Look at Reply #2 for an easier explanation!

public Background(Color cc, int aa, int tt) {
		c = cc;
		s = ???;
	}

cc is colour, aa is colour deviation and tt is time in seconds. The game updates 60 times/second.

For example, if I passed in Color.PINK, 50, 3 I would basically say this:
My background is in the colour pink by default.
Its colour is going to continuously shift shades.
The time for a shift from the darkest shade to the brightest is going to take 3 seconds.

How would I calculate the speed s with known deviation and time?

Well from that small info you give us, i would assume that you calculate the delta time between the game updates.

You could use this delta time to calculate the time for each color shift like this:


public void gameLoop() {
      // calculate the delta here
      shiftTime += delta // then add it up on a variable
      if(shiftTime >= 3) {
        // You do not need to make a new Background every time you shift colors
        // just make a method that shifts the color for your background.
        background.shiftColor(Color, deviation)

If you don’t calculate the delta time here is how you do that:


public void gameLoop() {
      long loopTime = System.nanoTime();
      long optimalLoopTime = 1000000000/60 // 60 is your target FPS
      while(running) {
            long now = System.nanoTime();
            long updateLength = now - loopTime;
            lastLoopTime = now;
            double delta = updateLength / ((double)OPTIMAL_TIME);
            // render your stuff
      }
}

Code taken from: Game Loops!

Excuse my messy describing, this is to clear things up:

public static void update() {
		boolean bool = false;
		r += s;
		if (r > cmax) {
			debug1 = System.currentTimeMillis();
			r = cmax;
			s = -s;
			bool = true;
		} else if (r < cmin) {
			debug2 = System.currentTimeMillis();
			r = cmin;
			s = -s;
			bool = true;
		}
		c = new Color((int) r,c.getGreen(),c.getBlue());
		if (bool) System.out.println(debug1-debug2);
	}

s is speed, c is colour, r is amount of red in the original colour
cmax & cmin make the interval r is allowed to be inside.

In the Background class, this method is called 60 times/second.

What I want is the console to print out when r has reached a peak from another.
I’m successful doing so, but I don’t know what the speed’s value is supposed to be.

Edit: A simpler way of saying this:
I want value r to increase s in the time t.
The update method increases r with s and is called 60 times/second.
What is the value of s?

I’m not really sure what you’re trying to accomplish; but best guess is that you are having trouble shifting smoothly from one value to another.

You should look into easing functions and linear interpolation.

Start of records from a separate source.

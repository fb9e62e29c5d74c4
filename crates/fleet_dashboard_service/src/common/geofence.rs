/*  Copyright 2022-23, Juspay India Pvt Ltd
    This program is free software: you can redistribute it and/or modify it under the terms of the GNU Affero General Public License
    as published by the Free Software Foundation, either version 3 of the License, or (at your option) any later version. This program
    is distributed in the hope that it will be useful, but WITHOUT ANY WARRANTY; without even the implied warranty of MERCHANTABILITY
    or FITNESS FOR A PARTICULAR PURPOSE. See the GNU Affero General Public License for more details. You should have received a copy of
    the GNU Affero General Public License along with this program. If not, see <https://www.gnu.org/licenses/>.
*/

use crate::common::{geo_circle::*, types::*, utils::contains_ignore_case};
use crate::tools::prometheus::REJECTED_GEOFENCES;
use geojson::{FeatureCollection, JsonObject};
use serde::{Deserialize, Serialize};
use std::str::FromStr;
use tracing::warn;

#[derive(Debug, Clone, Deserialize, Serialize)]
pub struct OverlayConfig {
    pub vertex_count: usize,
    /// Largest `vertexCount` a circle request may ask for.
    pub max_vertex_count: usize,
    pub display_scale_factor: f64,
    pub default_strategy: ProjectionStrategy,
}

impl Default for OverlayConfig {
    fn default() -> Self {
        OverlayConfig {
            vertex_count: DEFAULT_VERTEX_COUNT,
            max_vertex_count: 1024,
            display_scale_factor: 3.0,
            default_strategy: ProjectionStrategy::GreatCircle,
        }
    }
}

#[derive(Debug, Clone, Serialize)]
#[serde(rename_all = "camelCase")]
pub struct GeofenceOverlay {
    pub features: FeatureCollection,
    pub rejected: Vec<RejectedGeofence>,
}

/// Radius of the geofence in kilometers, honouring `distance_unit`. Unknown or absent units are kilometers.
pub fn radius_in_km(record: &GeofenceRecord) -> f64 {
    let unit = record
        .distance_unit
        .as_deref()
        .and_then(|unit| DistanceUnit::from_str(unit.trim()).ok());

    match unit {
        Some(DistanceUnit::Meters) => record.radius / 1000.0,
        _ => record.radius,
    }
}

/// Circle drawn for a geofence on the map, enlarged by `display_scale_factor` so small fences stay visible.
pub fn geofence_to_circle(record: &GeofenceRecord, cfg: &OverlayConfig) -> GeoCircle {
    GeoCircle {
        center: Point {
            lat: Latitude(record.lat),
            lng: Longitude(record.lng),
        },
        radius_km: radius_in_km(record) * cfg.display_scale_factor,
        vertex_count: cfg.vertex_count,
    }
}

fn feature_properties(record: &GeofenceRecord, strategy: ProjectionStrategy) -> JsonObject {
    let mut properties = JsonObject::new();
    properties.insert(
        "id".to_string(),
        serde_json::json!(record.id.as_ref().map(|id| id.inner())),
    );
    properties.insert("name".to_string(), serde_json::json!(record.name));
    properties.insert("radiusKm".to_string(), serde_json::json!(radius_in_km(record)));
    properties.insert("strategy".to_string(), serde_json::json!(strategy));
    properties
}

/// Projects every geofence into a map polygon.
///
/// Geofences are independent: one that cannot be projected is reported in `rejected` and the rest
/// of the overlay is still built.
pub fn build_geofence_overlay(
    records: &[GeofenceRecord],
    strategy: ProjectionStrategy,
    cfg: &OverlayConfig,
) -> GeofenceOverlay {
    let mut features = Vec::with_capacity(records.len());
    let mut rejected = Vec::new();

    for record in records {
        match project(&geofence_to_circle(record, cfg), strategy) {
            Ok(ring) => features.push(to_geojson_feature(
                &ring,
                Some(feature_properties(record, strategy)),
            )),
            Err(err) => {
                warn!(tag = "[Rejected Geofence]", geofence_id = ?record.id, name = %record.name, error = %err.message());
                REJECTED_GEOFENCES.inc();
                rejected.push(RejectedGeofence {
                    id: record.id.to_owned(),
                    name: record.name.to_owned(),
                    reason: err.message(),
                });
            }
        }
    }

    GeofenceOverlay {
        features: FeatureCollection {
            bbox: None,
            features,
            foreign_members: None,
        },
        rejected,
    }
}

pub fn filter_by_name(records: Vec<GeofenceRecord>, search: Option<&str>) -> Vec<GeofenceRecord> {
    match search.map(str::trim).filter(|term| !term.is_empty()) {
        Some(term) => records
            .into_iter()
            .filter(|record| contains_ignore_case(&record.name, term))
            .collect(),
        None => records,
    }
}

#[cfg(test)]
mod tests {
    #![allow(clippy::unwrap_used)]
    use super::*;

    fn records() -> Vec<GeofenceRecord> {
        serde_json::from_value(serde_json::json!([
            { "_id": "g1", "name": "Surat Depot", "lat": 21.17, "long": 72.83, "radius": 2 },
            { "_id": "g2", "name": "Ahmedabad Yard", "lat": "23.02", "long": "72.57", "radius": 500, "distance_unit": "m" },
            { "_id": "g3", "name": "Broken", "lat": "abc", "long": 72.0, "radius": 1 },
            { "_id": "g4", "name": "surat north", "lat": 21.2, "long": 72.8 }
        ]))
        .unwrap()
    }

    #[test]
    fn radius_honours_distance_unit() {
        let records = records();
        assert_eq!(radius_in_km(&records[0]), 2.0);
        assert_eq!(radius_in_km(&records[1]), 0.5);
    }

    #[test]
    fn display_radius_is_scaled() {
        let records = records();
        let circle = geofence_to_circle(&records[1], &OverlayConfig::default());
        assert!((circle.radius_km - 1.5).abs() < 1e-12);
        assert_eq!(circle.center.lng, Longitude(72.57));
        assert_eq!(circle.vertex_count, DEFAULT_VERTEX_COUNT);
    }

    #[test]
    fn invalid_geofences_are_rejected_individually() {
        let overlay = build_geofence_overlay(
            &records(),
            ProjectionStrategy::GreatCircle,
            &OverlayConfig::default(),
        );

        assert_eq!(overlay.features.features.len(), 2);
        assert_eq!(
            overlay
                .rejected
                .iter()
                .map(|rejected| rejected.name.as_str())
                .collect::<Vec<&str>>(),
            vec!["Broken", "surat north"]
        );
        assert!(overlay.rejected[0].reason.contains("Invalid Geometry"));

        let properties = overlay.features.features[1].properties.as_ref().unwrap();
        assert_eq!(properties["id"], serde_json::json!("g2"));
        assert_eq!(properties["radiusKm"], serde_json::json!(0.5));
        assert_eq!(properties["strategy"], serde_json::json!("greatCircle"));
    }

    #[test]
    fn name_search_is_case_insensitive() {
        let filtered = filter_by_name(records(), Some(" SURAT "));
        assert_eq!(filtered.len(), 2);
        assert_eq!(filter_by_name(records(), Some("")).len(), 4);
        assert_eq!(filter_by_name(records(), None).len(), 4);
    }
}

Easing functions look like this:

The code might look like this:

void update() {
    timer += delta;
    
    //easing start/end values
    float start = 1f; //starting brightness
    float end = 0.45f; //ending brightness
    
    //returns a value between start and end, based on time passed and easing function
    float value = (timer > duration) 
    			? end
				: Easing.LINEAR.ease(timer, start, (end-start), duration);
   	
   	//starting color
   	Color orig = Color.PINK;
   	
   	Color result = new Color((int)(orig.getRed() * val), (int)(orig.getGreen() * val),
   						(int)(orig.getBlue() * val), orig.getAlpha());
   	setColor(result);
   	draw( ... );
}

Linear interpolation is also useful to know; it’s a simple way of “mixing” two values based on an interpolation factor.
For example, here is a basic color lerp:

More info on lerp:

For more advanced color shifting you will probably want to work in HSL or HSV color space. That way, you adjust only one aspect (hue, saturation, or brightness). Then you convert to RGB before rendering.

All of this stuff will transfer nicely when/if you pick up GLSL.

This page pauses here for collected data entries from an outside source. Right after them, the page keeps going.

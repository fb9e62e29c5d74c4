/*  Copyright 2022-23, Juspay India Pvt Ltd
    This program is free software: you can redistribute it and/or modify it under the terms of the GNU Affero General Public License
    as published by the Free Software Foundation, either version 3 of the License, or (at your option) any later version. This program
    is distributed in the hope that it will be useful, but WITHOUT ANY WARRANTY; without even the implied warranty of MERCHANTABILITY
    or FITNESS FOR A PARTICULAR PURPOSE. See the GNU Affero General Public License for more details. You should have received a copy of
    the GNU Affero General Public License along with this program. If not, see <https://www.gnu.org/licenses/>.
*/

use actix_web::{
    http::{header::ContentType, StatusCode},
    HttpResponse, ResponseError,
};
use serde::{Deserialize, Serialize};

#[derive(Debug, Serialize, Deserialize)]
#[serde(rename_all = "camelCase")]
pub struct ErrorBody {
    pub error_message: String,
    pub error_code: String,
}

#[macros::add_error]
#[derive(Clone, PartialEq)]
pub enum AppError {
    InternalError(String),
    InvalidRequest(String),
    UnprocessibleRequest(String),
    LargePayloadSize(usize, usize),
    ExternalAPICallError(String),
    SerializationError(String),
    DeserializationError(String),
    InvalidConfiguration(String),
    RequestTimeout,
    MissingCredential,
    /// A vehicle record handed to the aggregator was absent.
    MalformedInput(String),
    /// Rejects a single circle projection, never the caller's batch.
    InvalidGeometry(String),
}

impl AppError {
    fn error_message(&self) -> ErrorBody {
        ErrorBody {
            error_message: self.message(),
            error_code: self.code(),
        }
    }

    pub fn message(&self) -> String {
        match self {
            AppError::InternalError(err) => err.to_string(),
            AppError::InvalidRequest(err) => err.to_string(),
            AppError::UnprocessibleRequest(err) => err.to_string(),
            AppError::LargePayloadSize(length, limit) => {
                format!("Content length ({length} Bytes) greater than allowed maximum limit : ({limit} Bytes)")
            }
            AppError::ExternalAPICallError(err) => err.to_string(),
            AppError::SerializationError(err) => err.to_string(),
            AppError::DeserializationError(err) => err.to_string(),
            AppError::InvalidConfiguration(err) => format!("Invalid Configuration : {err}"),
            AppError::MissingCredential => {
                "Authorization header with a Bearer token is required".to_string()
            }
            AppError::MalformedInput(err) => format!("Malformed Input : {err}"),
            AppError::InvalidGeometry(err) => format!("Invalid Geometry : {err}"),
            _ => "Some Error Occured".to_string(),
        }
    }

    pub fn code(&self) -> String {
        match self {
            AppError::InternalError(_) => "INTERNAL_ERROR",
            AppError::InvalidRequest(_) => "INVALID_REQUEST",
            AppError::UnprocessibleRequest(_) => "UNPROCESSIBLE_REQUEST",
            AppError::LargePayloadSize(_, _) => "LARGE_PAYLOAD_SIZE",
            AppError::ExternalAPICallError(_) => "EXTERNAL_API_CALL_ERROR",
            AppError::SerializationError(_) => "SERIALIZATION_ERROR",
            AppError::DeserializationError(_) => "DESERIALIZATION_ERROR",
            AppError::InvalidConfiguration(_) => "INVALID_CONFIGURATION",
            AppError::RequestTimeout => "REQUEST_TIMEOUT",
            AppError::MissingCredential => "MISSING_CREDENTIAL",
            AppError::MalformedInput(_) => "MALFORMED_INPUT",
            AppError::InvalidGeometry(_) => "INVALID_GEOMETRY",
        }
        .to_string()
    }
}

impl ResponseError for AppError {
    fn error_response(&self) -> HttpResponse {
        HttpResponse::build(self.status_code())
            .insert_header(ContentType::json())
            .json(self.error_message())
    }

    fn status_code(&self) -> StatusCode {
        match self {
            AppError::InternalError(_) => StatusCode::INTERNAL_SERVER_ERROR,
            AppError::InvalidRequest(_) => StatusCode::BAD_REQUEST,
            AppError::UnprocessibleRequest(_) => StatusCode::UNPROCESSABLE_ENTITY,
            AppError::LargePayloadSize(_, _) => StatusCode::PAYLOAD_TOO_LARGE,
            AppError::ExternalAPICallError(_) => StatusCode::BAD_GATEWAY,
            AppError::SerializationError(_) => StatusCode::INTERNAL_SERVER_ERROR,
            AppError::DeserializationError(_) => StatusCode::BAD_GATEWAY,
            AppError::InvalidConfiguration(_) => StatusCode::INTERNAL_SERVER_ERROR,
            AppError::RequestTimeout => StatusCode::REQUEST_TIMEOUT,
            AppError::MissingCredential => StatusCode::UNAUTHORIZED,
            AppError::MalformedInput(_) => StatusCode::UNPROCESSABLE_ENTITY,
            AppError::InvalidGeometry(_) => StatusCode::BAD_REQUEST,
        }
    }
}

Check Reply #2 if you want a more proper explanation of my problem.


Also see InterpolationTest for nice graphs of each interpolation.

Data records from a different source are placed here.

/*  Copyright 2022-23, Juspay India Pvt Ltd
    This program is free software: you can redistribute it and/or modify it under the terms of the GNU Affero General Public License
    as published by the Free Software Foundation, either version 3 of the License, or (at your option) any later version. This program
    is distributed in the hope that it will be useful, but WITHOUT ANY WARRANTY; without even the implied warranty of MERCHANTABILITY
    or FITNESS FOR A PARTICULAR PURPOSE. See the GNU Affero General Public License for more details. You should have received a copy of
    the GNU Affero General Public License along with this program. If not, see <https://www.gnu.org/licenses/>.
*/
use super::types::*;
use crate::common::types::*;
use crate::tools::{callapi::call_api, error::AppError};
use reqwest::{Client, Method};
use serde::de::DeserializeOwned;
use url::Url;

pub const DAILY_STATUS_PATH: &str = "dailyStatus";
pub const GEOFENCES_PATH: &str = "geofences";
pub const LIVE_LOCATION_PATH: &str = "get-live-location";
pub const VEHICLE_DOCUMENTS_PATH: &str = "vehicle-documents";

/// Appends `path` to the base URL, keeping every segment of the base.
pub fn endpoint(base_url: &Url, path: &str) -> Result<Url, AppError> {
    Url::parse(&format!(
        "{}/{}",
        base_url.as_str().trim_end_matches('/'),
        path.trim_start_matches('/')
    ))
    .map_err(|err| AppError::InvalidConfiguration(format!("{path} : {err}")))
}

async fn fetch_records<T: DeserializeOwned>(
    client: &Client,
    base_url: &Url,
    path: &str,
    credential: &Credential,
) -> Result<Vec<Option<T>>, AppError> {
    let authorization = format!("Bearer {}", credential.inner());

    let envelope = call_api::<ApiEnvelope, String>(
        client,
        Method::GET,
        &endpoint(base_url, path)?,
        vec![
            ("content-type", "application/json"),
            ("authorization", authorization.as_str()),
        ],
        None,
    )
    .await?;

    Ok(normalize_records::<T>(path, envelope))
}

pub async fn fetch_daily_status(
    client: &Client,
    base_url: &Url,
    credential: &Credential,
) -> Result<Vec<Option<VehicleDailyStatus>>, AppError> {
    fetch_records(client, base_url, DAILY_STATUS_PATH, credential).await
}

pub async fn fetch_geofences(
    client: &Client,
    base_url: &Url,
    credential: &Credential,
) -> Result<Vec<Option<GeofenceRecord>>, AppError> {
    fetch_records(client, base_url, GEOFENCES_PATH, credential).await
}

pub async fn fetch_live_locations(
    client: &Client,
    base_url: &Url,
    credential: &Credential,
) -> Result<Vec<Option<LiveLocationRecord>>, AppError> {
    fetch_records(client, base_url, LIVE_LOCATION_PATH, credential).await
}

pub async fn fetch_vehicle_documents(
    client: &Client,
    base_url: &Url,
    credential: &Credential,
) -> Result<Vec<Option<VehicleDocumentRecord>>, AppError> {
    fetch_records(client, base_url, VEHICLE_DOCUMENTS_PATH, credential).await
}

Are you or are you not trying to animate one color to another? Just use the code I posted, or any other easing/interpolation utility.

Using a “speed” variable and a series of if-else statements is not the correct approach…

See Reply #2 for a much more narrowed down question. I simply want to make my value rise to a specific value over a specific time in seconds. It’s all about how to calculate the speed really.

With my posted example you can narrow down the time between the frames.

if shiftTime == 3, 3 seconds have passed. You then can call your update method inside or do whatever you want to. This way you get pretty good control of how often the update() happens, just alter the 3 to whatever you want. You then can alter your r value with a fixed amount, and just change the speed of the update() to happen :).

[quote]I simply want to make my value rise to a specific value over a specific time in seconds. It’s all about how to calculate the speed really.
[/quote]

  • face palm *

This is what my earlier posted code does.